S’agissant de la lutte contre l’analphabétisme dans le monde, nous aidons les états membres à développer leurs programmes en matière d’éducation. Nous faisons des études ainsi que des recherches afin de proposer des approches innovantes en matière d’éducation.
Où en est-on de l’analphabétisme dans le monde ? Quels sont les pays les plus touchés ?
D.A : L’analphabétisme a tendance à décroître dans le monde, mais il n’est pas encore vaincu. À ce jour, on compte environ 750 M de personnes qui sont incapables de lire ou d’écrire, dont 120 M sont des jeunes. Sans surprise, les pays les plus touchés sont ceux dits « en voie de développement », à commencer par les pays d’Afrique subsaharienne, en particulier au Sahel, ainsi qu’en Asie du Sud.
Il faut savoir qu’il existe 20 pays dans le monde, majoritairement en Afrique, où le taux d’alphabétisation est inférieur à 50 %. Je pense notamment au Bénin, à la Côte d’Ivoire, au Mali ou au Tchad où le taux d’alphabétisation est autour de 40 %. Les pays en développement qui sont très fortement peuplés, comme notamment le Bangladesh, l’Inde et le Pakistan, sont également très touchés par le phénomène, car ils concentrent la majorité de la population analphabète mondiale.

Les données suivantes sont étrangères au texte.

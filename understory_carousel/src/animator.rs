// Copyright 2025 the Understory Authors
// SPDX-License-Identifier: Apache-2.0 OR MIT

//! The seam between navigation and whatever actually moves pixels.
//!
//! The engine decides *where* the track goes and hands an [`Animator`] a
//! single-use [`Completion`] for every transition it starts. The animator
//! either returns the token immediately (the transition completed
//! synchronously) or keeps it and later passes it back through
//! [`Carousel::finish`](crate::Carousel::finish).
//!
//! ```rust
//! use understory_carousel::animator::{Animator, InstantAnimator};
//!
//! let mut animator = InstantAnimator::default();
//! animator.place_track(-200.0);
//! assert_eq!(animator.track_position(), Some(-200.0));
//! ```

/// Proof that a transition finished.
///
/// Tokens are not `Clone`: each transition can be completed at most once.
/// Tokens for transitions that were cancelled or superseded are ignored.
#[derive(Debug, PartialEq, Eq)]
pub struct Completion {
    id: u64,
}

impl Completion {
    pub(crate) fn new(id: u64) -> Self {
        Self { id }
    }

    /// Identifier of the transition this token completes.
    #[must_use]
    pub fn id(&self) -> u64 {
        self.id
    }
}

/// A track movement.
#[derive(Clone, Copy, Debug, PartialEq)]
pub struct TrackMotion {
    /// Target position along the layout axis, already mirrored for right-to-left tracks.
    pub offset: f64,
    /// Duration in milliseconds.
    pub duration_ms: u64,
}

/// A cross-fade between two real slides.
#[derive(Clone, Copy, Debug, PartialEq, Eq)]
pub struct FadeMotion {
    /// Slide fading out.
    pub from: usize,
    /// Slide fading in.
    pub to: usize,
    /// Duration in milliseconds.
    pub duration_ms: u64,
}

/// Moves the track and fades slides on the engine's behalf.
pub trait Animator {
    /// Starts moving the track.
    ///
    /// Return `Some(done)` if the movement already finished; otherwise keep the
    /// token and pass it to [`Carousel::finish`](crate::Carousel::finish) later.
    fn animate_track(&mut self, motion: TrackMotion, done: Completion) -> Option<Completion>;

    /// Moves the track immediately, without a transition.
    fn place_track(&mut self, offset: f64);

    /// Starts a cross-fade. Same contract as [`Animator::animate_track`].
    fn animate_fade(&mut self, motion: FadeMotion, done: Completion) -> Option<Completion>;

    /// Shows `current` fully and hides the other slides, without a transition.
    fn place_fades(&mut self, current: usize);

    /// Resizes the list to fit `slide` (adaptive height).
    fn fit_height(&mut self, slide: usize, duration_ms: u64) {
        let _ = (slide, duration_ms);
    }

    /// Abandons the running transition; its token will never be honored.
    fn cancel(&mut self);
}

impl<A: Animator + ?Sized> Animator for &mut A {
    fn animate_track(&mut self, motion: TrackMotion, done: Completion) -> Option<Completion> {
        (**self).animate_track(motion, done)
    }

    fn place_track(&mut self, offset: f64) {
        (**self).place_track(offset);
    }

    fn animate_fade(&mut self, motion: FadeMotion, done: Completion) -> Option<Completion> {
        (**self).animate_fade(motion, done)
    }

    fn place_fades(&mut self, current: usize) {
        (**self).place_fades(current);
    }

    fn fit_height(&mut self, slide: usize, duration_ms: u64) {
        (**self).fit_height(slide, duration_ms);
    }

    fn cancel(&mut self) {
        (**self).cancel();
    }
}

/// An animator without transitions: every motion lands immediately.
///
/// Useful for headless hosts, tests, and users who prefer reduced motion.
#[derive(Clone, Copy, Debug, Default, PartialEq)]
pub struct InstantAnimator {
    track: Option<f64>,
    visible: Option<usize>,
    height_of: Option<usize>,
}

impl InstantAnimator {
    /// Last track position, if the track was ever placed.
    #[must_use]
    pub fn track_position(&self) -> Option<f64> {
        self.track
    }

    /// Slide shown by the last fade, if any.
    #[must_use]
    pub fn visible_slide(&self) -> Option<usize> {
        self.visible
    }

    /// Slide the list height was last fitted to.
    #[must_use]
    pub fn height_slide(&self) -> Option<usize> {
        self.height_of
    }
}

impl Animator for InstantAnimator {
    fn animate_track(&mut self, motion: TrackMotion, done: Completion) -> Option<Completion> {
        self.track = Some(motion.offset);
        Some(done)
    }

    fn place_track(&mut self, offset: f64) {
        self.track = Some(offset);
    }

    fn animate_fade(&mut self, motion: FadeMotion, done: Completion) -> Option<Completion> {
        self.visible = Some(motion.to);
        Some(done)
    }

    fn place_fades(&mut self, current: usize) {
        self.visible = Some(current);
    }

    fn fit_height(&mut self, slide: usize, _duration_ms: u64) {
        self.height_of = Some(slide);
    }

    fn cancel(&mut self) {}
}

La taille de leur population implique logiquement un plus grand nombre d’analphabètes, notamment dans les campagnes et dans les zones faiblement urbanisées où la mise en œuvre des programmes est plus complexe. Globalement, les pays occidentaux sont moins touchés, car les systèmes éducatifs sont bien en place et fonctionnels, même s’ils connaissent des phénomènes d’illettrisme.

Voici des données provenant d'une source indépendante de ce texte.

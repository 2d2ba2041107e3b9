// Copyright 2025 the Understory Authors
// SPDX-License-Identifier: Apache-2.0 OR MIT

//! Instance identity and linked ("nav-for") carousels.
//!
//! Carousels are identified by a [`CarouselId`] handed out by an
//! [`IdAllocator`] that the constructing code owns; there is no global
//! counter.
//!
//! A [`CarouselGroup`] owns several carousels plus a [`NavForRegistry`] that
//! says which carousel drives which. Every operation routed through
//! [`CarouselGroup::drive`] collects the driven carousel's [`PeerMessage`]s
//! and delivers them to its peers. Propagation is one level deep: whatever a
//! peer produces while applying a message is dropped, so two carousels can
//! drive each other without echoing.
//!
//! ```rust
//! use understory_carousel::animator::InstantAnimator;
//! use understory_carousel::geometry::Metrics;
//! use understory_carousel::{Carousel, CarouselEvent, CarouselGroup, IdAllocator, Settings};
//!
//! let mut ids = IdAllocator::default();
//! let make = |id, slides_to_show| {
//!     let settings = Settings {
//!         slides_to_show,
//!         ..Settings::default()
//!     };
//!     let slides: Vec<u32> = (0..6).collect();
//!     let metrics = Metrics::new(600.0, 100.0);
//!     let events = Vec::<CarouselEvent>::new();
//!     Carousel::new(id, slides, settings, [], metrics, InstantAnimator::default(), events)
//!         .unwrap()
//! };
//!
//! let main = ids.allocate();
//! let thumbs = ids.allocate();
//! let mut group = CarouselGroup::new();
//! group.insert(make(main, 1));
//! group.insert(make(thumbs, 3));
//! group.link(main, thumbs);
//! group.link(thumbs, main);
//!
//! group.drive(main, |carousel| carousel.go_to(4, false));
//! assert_eq!(group.get(thumbs).map(|c| c.current_index()), Some(4));
//! ```

use alloc::vec::Vec;

use hashbrown::HashMap;
use smallvec::SmallVec;

use crate::animator::Animator;
use crate::carousel::Carousel;
use crate::events::EventBus;

/// Identifier of one carousel instance.
#[derive(Clone, Copy, Debug, PartialEq, Eq, PartialOrd, Ord, Hash)]
pub struct CarouselId(u32);

impl CarouselId {
    /// Wraps a raw identifier.
    #[must_use]
    pub const fn new(raw: u32) -> Self {
        Self(raw)
    }

    /// The raw identifier.
    #[must_use]
    pub const fn get(self) -> u32 {
        self.0
    }
}

/// Hands out sequential [`CarouselId`]s.
#[derive(Clone, Debug, Default)]
pub struct IdAllocator {
    next: u32,
}

impl IdAllocator {
    /// Creates an allocator starting at zero.
    #[must_use]
    pub fn new() -> Self {
        Self::default()
    }

    /// Returns a fresh identifier.
    pub fn allocate(&mut self) -> CarouselId {
        let id = CarouselId(self.next);
        self.next = self.next.wrapping_add(1);
        id
    }
}

/// A notification from a driving carousel to its peers.
#[derive(Clone, Copy, Debug, PartialEq, Eq)]
pub enum PeerMessage {
    /// Navigate to this raw target, without forwarding it further.
    Sync(isize),
    /// The driver's new index; peers that show every slide at once mirror
    /// their flags onto it.
    Mirror(usize),
}

/// Which carousel drives which.
#[derive(Clone, Debug, Default)]
pub struct NavForRegistry {
    peers: HashMap<CarouselId, SmallVec<[CarouselId; 2]>>,
}

impl NavForRegistry {
    /// Creates an empty registry.
    #[must_use]
    pub fn new() -> Self {
        Self::default()
    }

    /// Makes `driver` drive `peer`. Returns `false` for self-links and links
    /// that already exist.
    pub fn link(&mut self, driver: CarouselId, peer: CarouselId) -> bool {
        if driver == peer {
            return false;
        }
        let peers = self.peers.entry(driver).or_default();
        if peers.contains(&peer) {
            return false;
        }
        peers.push(peer);
        true
    }

    /// Removes one link. Returns `false` if it did not exist.
    pub fn unlink(&mut self, driver: CarouselId, peer: CarouselId) -> bool {
        let Some(peers) = self.peers.get_mut(&driver) else {
            return false;
        };
        let before = peers.len();
        peers.retain(|candidate| *candidate != peer);
        let removed = peers.len() != before;
        if peers.is_empty() {
            self.peers.remove(&driver);
        }
        removed
    }

    /// Forgets `id` as a driver and as a peer.
    pub fn remove(&mut self, id: CarouselId) {
        self.peers.remove(&id);
        self.peers.retain(|_, peers| {
            peers.retain(|peer| *peer != id);
            !peers.is_empty()
        });
    }

    /// Carousels driven by `driver`.
    #[must_use]
    pub fn peers(&self, driver: CarouselId) -> &[CarouselId] {
        self.peers.get(&driver).map_or(&[][..], |peers| peers.as_slice())
    }

    /// Returns `true` if `driver` drives at least one carousel.
    #[must_use]
    pub fn is_linked(&self, driver: CarouselId) -> bool {
        !self.peers(driver).is_empty()
    }
}

/// Carousels that may drive each other.
#[derive(Debug)]
pub struct CarouselGroup<T, A, E> {
    carousels: HashMap<CarouselId, Carousel<T, A, E>>,
    registry: NavForRegistry,
}

impl<T, A, E> Default for CarouselGroup<T, A, E> {
    fn default() -> Self {
        Self {
            carousels: HashMap::new(),
            registry: NavForRegistry::new(),
        }
    }
}

impl<T, A: Animator, E: EventBus> CarouselGroup<T, A, E> {
    /// Creates an empty group.
    #[must_use]
    pub fn new() -> Self {
        Self::default()
    }

    /// Number of carousels.
    #[must_use]
    pub fn len(&self) -> usize {
        self.carousels.len()
    }

    /// Returns `true` if the group is empty.
    #[must_use]
    pub fn is_empty(&self) -> bool {
        self.carousels.is_empty()
    }

    /// Identifiers of every carousel, in ascending order.
    #[must_use]
    pub fn ids(&self) -> Vec<CarouselId> {
        let mut ids: Vec<_> = self.carousels.keys().copied().collect();
        ids.sort_unstable();
        ids
    }

    /// The links between carousels.
    #[must_use]
    pub fn registry(&self) -> &NavForRegistry {
        &self.registry
    }

    /// Adds a carousel, returning the one it replaces.
    pub fn insert(&mut self, mut carousel: Carousel<T, A, E>) -> Option<Carousel<T, A, E>> {
        let id = carousel.id();
        carousel.set_linked(self.registry.is_linked(id));
        self.carousels.insert(id, carousel)
    }

    /// Removes a carousel and every link that involves it.
    pub fn remove(&mut self, id: CarouselId) -> Option<Carousel<T, A, E>> {
        let mut removed = self.carousels.remove(&id)?;
        self.registry.remove(id);
        removed.set_linked(false);
        for (other, carousel) in &mut self.carousels {
            carousel.set_linked(self.registry.is_linked(*other));
        }
        Some(removed)
    }

    /// The carousel with this identifier.
    #[must_use]
    pub fn get(&self, id: CarouselId) -> Option<&Carousel<T, A, E>> {
        self.carousels.get(&id)
    }

    /// Mutable access without message delivery; prefer [`CarouselGroup::drive`]
    /// for anything that may navigate.
    pub fn get_mut(&mut self, id: CarouselId) -> Option<&mut Carousel<T, A, E>> {
        self.carousels.get_mut(&id)
    }

    /// Makes `driver` drive `peer`. Both must be in the group.
    pub fn link(&mut self, driver: CarouselId, peer: CarouselId) -> bool {
        if !self.carousels.contains_key(&peer) {
            return false;
        }
        let Some(carousel) = self.carousels.get_mut(&driver) else {
            return false;
        };
        if !self.registry.link(driver, peer) {
            return false;
        }
        carousel.set_linked(true);
        true
    }

    /// Removes one link.
    pub fn unlink(&mut self, driver: CarouselId, peer: CarouselId) -> bool {
        if !self.registry.unlink(driver, peer) {
            return false;
        }
        if let Some(carousel) = self.carousels.get_mut(&driver) {
            carousel.set_linked(self.registry.is_linked(driver));
        }
        true
    }

    /// Runs `f` on one carousel and delivers what it tells its peers.
    ///
    /// Returns `None` if `id` is not in the group.
    pub fn drive<R>(&mut self, id: CarouselId, f: impl FnOnce(&mut Carousel<T, A, E>) -> R) -> Option<R> {
        let carousel = self.carousels.get_mut(&id)?;
        let result = f(carousel);
        let messages = carousel.drain_messages();
        self.deliver(id, &messages);
        Some(result)
    }

    /// Ticks every carousel (in identifier order) and delivers the results.
    pub fn tick(&mut self, now: u64) {
        for id in self.ids() {
            self.drive(id, |carousel| carousel.tick(now));
        }
    }

    /// Moves every carousel's clock to `now` without firing timers.
    pub fn advance_clock(&mut self, now: u64) {
        for carousel in self.carousels.values_mut() {
            carousel.advance_clock(now);
        }
    }

    /// Earliest pending timer deadline across the group.
    #[must_use]
    pub fn next_deadline(&self) -> Option<u64> {
        self.carousels
            .values()
            .filter_map(Carousel::next_deadline)
            .min()
    }

    fn deliver(&mut self, driver: CarouselId, messages: &[PeerMessage]) {
        if messages.is_empty() {
            return;
        }
        for peer in self.registry.peers(driver) {
            let Some(carousel) = self.carousels.get_mut(peer) else {
                continue;
            };
            for message in messages {
                carousel.receive(*message);
            }
            drop(carousel.drain_messages());
        }
    }
}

Il y a une autre donnée à garder à l’esprit lorsqu’on parle d’analphabétisme, ce sont les grandes disparités qui existent entre les hommes et les femmes. Deux analphabètes sur trois dans le monde sont des femmes. C’est un phénomène socioculturel. Bien souvent, dans les pays concernés, les femmes sont moins scolarisées que les hommes, elles travaillent tôt et l’on considère que la maîtrise de l’écriture et de la lecture ne leur est pas nécessaire.
Pouvez-vous nous parler du projet AMLL — Advancing Mobile Literacy Learning — qui a été conduit par l’UNESCO ? Quels étaient les objectifs ?
D.A : Le projet AMLL a débuté en 2015 et s’est achevé en 2018. L’objectif était de voir dans quelle mesure les technologies mobiles pouvaient être utiles pour favoriser l’apprentissage des savoirs essentiels comme la lecture, l’écriture ou les mathématiques. Ce projet a été mené en partenariat avec Microsoft, qui nous a fourni du matériel et des logiciels pour mener à bien l’expérimentation. L’idée était de mettre en place des méthodes d’apprentissage innovantes dans des pays très touchés par l’analphabétisme. Pour mener ce projet, nous nous sommes concentrés sur 4 pays : le Bangladesh, l’Égypte, l’Éthiopie et le Mexique.
Concrètement, nous avons passé des accords avec des formateurs, des associations ou des ONG présentes sur place afin de mettre en place les programmes, les cours et les ateliers. Les apprenants ont été choisis sur la base du volontariat et ils ont utilisé des tablettes mobiles ainsi que différents logiciels pour apprendre au mieux la lecture et l’écriture. Le but était de favoriser l’apprentissage dans leur langue locale ou maternelle, nous avons donc travaillé avec 6 langues différentes. Il faut savoir que le projet AMLL s’adressait uniquement aux adultes, et notamment aux femmes adultes.
Comment ont été choisis les formateurs et accompagnateurs ?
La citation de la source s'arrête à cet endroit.